One of the largest pushes in video game therapy for veterans has been the push for accessible gaming. Accessibility has been an issue in the gaming community for years, with every developer and publisher handling it differently. Some developers seem to completely forget about accessibility when they create their games, while others have been at the forefront of the push for accessible games. Microsoft, in particular, has been keen on making it easy for anyone to play games, regardless of their disabilities. Microsoft and the U.S. Department of Veterans Affairs have had an ongoing partnership with accessibility being their main focus, which led to the debut of the Xbox Adaptive Controller (XAC). The XAC uses external buttons, joysticks, and switches that allow players with limited mobility to play games that they couldn’t typically play with much more ease.

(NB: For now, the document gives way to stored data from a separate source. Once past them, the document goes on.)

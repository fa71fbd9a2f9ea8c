//! `SqliteDatabase` is a concrete implementation of a WashPay engine backend.
//!
//! Unsurprisingly, it uses SQLite as the backend and implements all the traits defined in the [`crate::traits`]
//! module.
use std::fmt::Debug;

use chrono::{DateTime, Utc};
use log::*;
use sqlx::SqlitePool;

use super::db::{create_schema, laundromats, new_pool, orders, payments, promos};
use crate::{
    db_types::{
        Laundromat,
        NewLaundromat,
        NewOrder,
        NewPayment,
        NewPromoCode,
        Order,
        OrderId,
        OrderStatusType,
        Payment,
        PaymentStatus,
        PromoCode,
        PromoReservation,
    },
    traits::{
        check_promo,
        check_status_transition,
        LaundromatManagement,
        OrderManagement,
        PaymentGatewayDatabase,
        PaymentGatewayError,
        PaymentSettled,
        PromoApiError,
        PromoLedger,
        ReleaseOutcome,
    },
    wpe_api::order_objects::OrderQueryFilter,
};

#[derive(Clone)]
pub struct SqliteDatabase {
    url: String,
    pool: SqlitePool,
}

impl Debug for SqliteDatabase {
    fn fmt(&self, f: &mut std::fmt::Formatter<'_>) -> std::fmt::Result {
        writeln!(f, "SqliteDatabase ({:?})", self.pool)
    }
}

impl SqliteDatabase {
    /// Connects to the database at `url` and creates the schema if needed.
    pub async fn new_with_url(url: &str, max_connections: u32) -> Result<Self, sqlx::Error> {
        let pool = new_pool(url, max_connections).await?;
        create_schema(&pool).await?;
        Ok(Self { url: url.to_string(), pool })
    }

    pub fn pool(&self) -> &SqlitePool {
        &self.pool
    }
}

impl PaymentGatewayDatabase for SqliteDatabase {
    fn url(&self) -> &str {
        self.url.as_str()
    }

    async fn create_order_with_payment(
        &self,
        order: NewOrder,
        payment: NewPayment,
    ) -> Result<(Order, Payment), PaymentGatewayError> {
        let mut tx = self.pool.begin().await?;
        let order = orders::insert_order(order, &mut tx).await?;
        let payment = payments::insert_payment(payment, &mut tx).await?;
        if let Some(code) = &payment.promo_code {
            promos::reserve_promo(code, &order.order_id, &mut tx).await?;
        }
        tx.commit().await?;
        debug!("🗃️ Order [{}] and payment {} persisted", order.order_id, payment.id);
        Ok((order, payment))
    }

    async fn attach_provider_ref(
        &self,
        payment_id: i64,
        provider_ref: &str,
    ) -> Result<Payment, PaymentGatewayError> {
        let mut conn = self.pool.acquire().await?;
        let payment = payments::attach_provider_ref(payment_id, provider_ref, &mut conn).await?;
        debug!("🗃️ Payment {payment_id} linked to provider charge {provider_ref}");
        Ok(payment)
    }

    async fn abandon_payment(&self, payment_id: i64) -> Result<Payment, PaymentGatewayError> {
        let mut tx = self.pool.begin().await?;
        let payment = payments::fetch_payment(payment_id, &mut tx)
            .await?
            .ok_or(PaymentGatewayError::PaymentNotFound(payment_id))?;
        let payment = match payments::update_status_if_pending(payment_id, PaymentStatus::Failed, &mut tx).await? {
            Some(p) => p,
            // already in a terminal state, which for an abandoned charge means the work is done
            None => payment,
        };
        // The charge may have settled before the abandon ran (e.g. a success webhook beat an
        // ambiguous client timeout). A Completed payment keeps its promo reservation.
        if payment.status == PaymentStatus::Failed {
            promos::release_promo(&payment.order_id, &mut tx).await?;
            tx.commit().await?;
            warn!(
                "🗃️ Payment {payment_id} for order [{}] abandoned after charge initiation failed",
                payment.order_id
            );
        } else {
            tx.commit().await?;
            info!(
                "🗃️ Payment {payment_id} for order [{}] settled as {} before it could be abandoned. Leaving it be.",
                payment.order_id, payment.status
            );
        }
        Ok(payment)
    }

    async fn complete_payment(&self, payment_id: i64) -> Result<Option<PaymentSettled>, PaymentGatewayError> {
        let mut tx = self.pool.begin().await?;
        let payment = payments::fetch_payment(payment_id, &mut tx)
            .await?
            .ok_or(PaymentGatewayError::PaymentNotFound(payment_id))?;
        match payment.status {
            PaymentStatus::Completed => {
                debug!("🗃️ Payment {payment_id} is already Completed. Duplicate event ignored.");
                return Ok(None);
            },
            PaymentStatus::Failed => {
                return Err(PaymentGatewayError::PaymentStatusUpdateError(format!(
                    "Payment {payment_id} is Failed and cannot be completed"
                )));
            },
            PaymentStatus::Pending => {},
        }
        let Some(payment) = payments::update_status_if_pending(payment_id, PaymentStatus::Completed, &mut tx).await?
        else {
            // lost the race to a concurrent reconciler; whatever won owns the side effects
            debug!("🗃️ Payment {payment_id} was settled concurrently. Nothing to do.");
            return Ok(None);
        };
        let order = orders::fetch_order_by_order_id(&payment.order_id, &mut tx)
            .await?
            .ok_or_else(|| PaymentGatewayError::OrderNotFound(payment.order_id.clone()))?;
        tx.commit().await?;
        info!("🗃️ Payment {payment_id} for order [{}] completed. {} charged.", order.order_id, payment.amount);
        Ok(Some(PaymentSettled { order, payment }))
    }

    async fn fail_payment(&self, payment_id: i64) -> Result<Option<PaymentSettled>, PaymentGatewayError> {
        let mut tx = self.pool.begin().await?;
        let payment = payments::fetch_payment(payment_id, &mut tx)
            .await?
            .ok_or(PaymentGatewayError::PaymentNotFound(payment_id))?;
        match payment.status {
            PaymentStatus::Failed => {
                debug!("🗃️ Payment {payment_id} is already Failed. Duplicate event ignored.");
                return Ok(None);
            },
            PaymentStatus::Completed => {
                return Err(PaymentGatewayError::PaymentStatusUpdateError(format!(
                    "Payment {payment_id} is Completed and cannot be failed"
                )));
            },
            PaymentStatus::Pending => {},
        }
        let Some(payment) = payments::update_status_if_pending(payment_id, PaymentStatus::Failed, &mut tx).await?
        else {
            debug!("🗃️ Payment {payment_id} was settled concurrently. Nothing to do.");
            return Ok(None);
        };
        let order = orders::update_order_status(&payment.order_id, OrderStatusType::Cancelled, &mut tx).await?;
        promos::release_promo(&payment.order_id, &mut tx).await?;
        tx.commit().await?;
        info!("🗃️ Payment {payment_id} failed. Order [{}] cancelled and promo (if any) released.", order.order_id);
        Ok(Some(PaymentSettled { order, payment }))
    }

    async fn fetch_payment(&self, payment_id: i64) -> Result<Option<Payment>, PaymentGatewayError> {
        let mut conn = self.pool.acquire().await?;
        let payment = payments::fetch_payment(payment_id, &mut conn).await?;
        Ok(payment)
    }

    async fn close(&mut self) -> Result<(), PaymentGatewayError> {
        self.pool.close().await;
        Ok(())
    }
}

impl PromoLedger for SqliteDatabase {
    async fn validate_promo(&self, code: &str, now: DateTime<Utc>) -> Result<PromoCode, PromoApiError> {
        let mut conn = self.pool.acquire().await?;
        let promo = promos::fetch_promo_by_code(code, &mut conn).await?.ok_or(PromoApiError::NotFound)?;
        check_promo(&promo, now)?;
        Ok(promo)
    }

    async fn reserve_promo(&self, code: &str, order_id: &OrderId) -> Result<PromoReservation, PromoApiError> {
        let mut tx = self.pool.begin().await.map_err(|e| PromoApiError::DatabaseError(e.to_string()))?;
        let reservation = promos::reserve_promo(code, order_id, &mut tx).await?;
        tx.commit().await.map_err(|e| PromoApiError::DatabaseError(e.to_string()))?;
        Ok(reservation)
    }

    async fn release_promo(&self, order_id: &OrderId) -> Result<ReleaseOutcome, PromoApiError> {
        let mut tx = self.pool.begin().await.map_err(|e| PromoApiError::DatabaseError(e.to_string()))?;
        let outcome = promos::release_promo(order_id, &mut tx).await?;
        tx.commit().await.map_err(|e| PromoApiError::DatabaseError(e.to_string()))?;
        Ok(outcome)
    }

    async fn fetch_promo_by_code(&self, code: &str) -> Result<Option<PromoCode>, PromoApiError> {
        let mut conn = self.pool.acquire().await?;
        let promo = promos::fetch_promo_by_code(code, &mut conn).await?;
        Ok(promo)
    }

    async fn create_promo(&self, promo: NewPromoCode) -> Result<PromoCode, PromoApiError> {
        let mut conn = self.pool.acquire().await?;
        let promo = promos::insert_promo(promo, &mut conn).await?;
        info!("🎟️ Promo code {} created ({}% up to {})", promo.code, promo.discount_percent, promo.max_discount);
        Ok(promo)
    }
}

impl OrderManagement for SqliteDatabase {
    async fn fetch_order_by_order_id(&self, order_id: &OrderId) -> Result<Option<Order>, PaymentGatewayError> {
        let mut conn = self.pool.acquire().await?;
        let order = orders::fetch_order_by_order_id(order_id, &mut conn).await?;
        Ok(order)
    }

    async fn fetch_payment_for_order(&self, order_id: &OrderId) -> Result<Option<Payment>, PaymentGatewayError> {
        let mut conn = self.pool.acquire().await?;
        let payment = payments::fetch_payment_for_order(order_id, &mut conn).await?;
        Ok(payment)
    }

    async fn search_orders(&self, query: OrderQueryFilter) -> Result<Vec<Order>, PaymentGatewayError> {
        let mut conn = self.pool.acquire().await?;
        let orders = orders::search_orders(query, &mut conn).await?;
        Ok(orders)
    }

    async fn update_order_status(
        &self,
        order_id: &OrderId,
        new_status: OrderStatusType,
    ) -> Result<Order, PaymentGatewayError> {
        let mut tx = self.pool.begin().await?;
        let order = orders::fetch_order_by_order_id(order_id, &mut tx)
            .await?
            .ok_or_else(|| PaymentGatewayError::OrderNotFound(order_id.clone()))?;
        check_status_transition(order.status, new_status)?;
        let order = orders::update_order_status(order_id, new_status, &mut tx).await?;
        tx.commit().await?;
        info!("🗃️ Order [{order_id}] moved to {new_status}");
        Ok(order)
    }

    async fn assign_driver(&self, order_id: &OrderId, driver_id: &str) -> Result<Order, PaymentGatewayError> {
        let mut tx = self.pool.begin().await?;
        let order = orders::fetch_order_by_order_id(order_id, &mut tx)
            .await?
            .ok_or_else(|| PaymentGatewayError::OrderNotFound(order_id.clone()))?;
        if order.status.is_terminal() {
            return Err(PaymentGatewayError::OrderModificationForbidden);
        }
        let order = orders::set_driver(order_id, driver_id, &mut tx).await?;
        tx.commit().await?;
        info!("🗃️ Driver {driver_id} assigned to order [{order_id}]");
        Ok(order)
    }
}

impl LaundromatManagement for SqliteDatabase {
    async fn fetch_laundromat(&self, id: i64) -> Result<Option<Laundromat>, PaymentGatewayError> {
        let mut conn = self.pool.acquire().await?;
        let laundromat = laundromats::fetch_laundromat(id, &mut conn).await?;
        Ok(laundromat)
    }

    async fn fetch_active_laundromats(&self) -> Result<Vec<Laundromat>, PaymentGatewayError> {
        let mut conn = self.pool.acquire().await?;
        let laundromats = laundromats::fetch_active_laundromats(&mut conn).await?;
        Ok(laundromats)
    }

    async fn insert_laundromat(&self, laundromat: NewLaundromat) -> Result<Laundromat, PaymentGatewayError> {
        let mut conn = self.pool.acquire().await?;
        let laundromat = laundromats::insert_laundromat(laundromat, &mut conn).await?;
        info!("🗃️ Laundromat {} ({}) registered", laundromat.id, laundromat.name);
        Ok(laundromat)
    }
}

The device can be found in over 24 VA facilities across the United States and can also be bought in stores for use at home.
Initiatives such as the XAC have been a way of broadening the thinking of how gaming can help soldiers once they leave the service. Research exists that points to how video games can be beneficial for improving decision-making, cognitive processing, and motor skills, but for veterans, it can also help them overcome substance abuse disorders and PTSD. Larry Connell, chief of staff of the VA, believes that gaming can also be an effective tool for helping lower suicide rates amongst veterans. Connell believes that one of the biggest reasons veterans commit suicide is due to a lack of belonging and camaraderie that many veterans experienced while serving. If veterans are able to play games with their fellow soldiers, whether it be on Xbox, Playstation or any other console, they can retain that sense of community. Many VA medical centers, such as the one in Washington D.C., host weekly outpatient clinics so veterans can get together and play games using the adaptive controllers. We also live in an age of connectivity where you can play games over the internet, adding even more ways for veterans to find that sense of belonging they may be lacking.
Video games have come a long way since the day of the Atari. While there are many who believe they’re a waste of time and are bad for you, there are many reasons why video games are great for people, especially veterans. Video games have the power to help people in ways you may have never thought.